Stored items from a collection
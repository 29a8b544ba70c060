//! Algokit Core — shared error type and input validation.
//!
//! This crate provides the foundational types used across all Algokit crates.
//! It has no internal Algokit dependencies (dependency level 0).
//!
//! # Modules
//!
//! - [`error`]: Error types and Result alias
//! - [`validate`]: Precondition checks for algorithm inputs

#![doc = include_str!("../README.md")]

pub mod error;
pub mod validate;

// Re-export key types at crate root for convenience
pub use error::{Error, Result};
//! Range query trees with user-supplied combining functions.

use algokit_structures::RangeQueryTree;

fn gcd(a: &u64, b: &u64) -> u64 {
    let (mut a, mut b) = (*a, *b);
    while b != 0 {
        (a, b) = (b, a % b);
    }
    a
}

#[test]
fn test_range_gcd() {
    let mut rqt = RangeQueryTree::new(vec![12, 18, 24, 36, 7], gcd);
    assert_eq!(rqt.query(0, 3).unwrap(), 6);
    assert_eq!(rqt.query(0, 4).unwrap(), 1);
    assert_eq!(rqt.query(2, 3).unwrap(), 12);

    rqt.update(4, 30).unwrap();
    assert_eq!(rqt.query(0, 4).unwrap(), 6);
}

#[test]
fn test_range_max_of_floats_via_closure() {
    let rqt = RangeQueryTree::new(vec![1.5, -2.0, 8.25, 3.0], |a: &f64, b: &f64| a.max(*b));
    assert_eq!(rqt.query(0, 1).unwrap(), 1.5);
    assert_eq!(rqt.query(0, 3).unwrap(), 8.25);
}

#[test]
fn test_every_subrange_of_sums() {
    let values: Vec<i64> = (1..=9).collect();
    let rqt = RangeQueryTree::sum(values.clone());
    for i in 0..values.len() {
        for j in i..values.len() {
            let expected: i64 = values[i..=j].iter().sum();
            assert_eq!(rqt.query(i, j).unwrap(), expected, "range {i}..={j}");
        }
    }
}
mod connectivity;
mod range_queries;
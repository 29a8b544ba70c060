mod graph_files;
mod shortest_paths;
mod spanning_trees;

Exercise requirements:
If a line in the records holds the word "values", count it, then give only the total.

Answer section:
5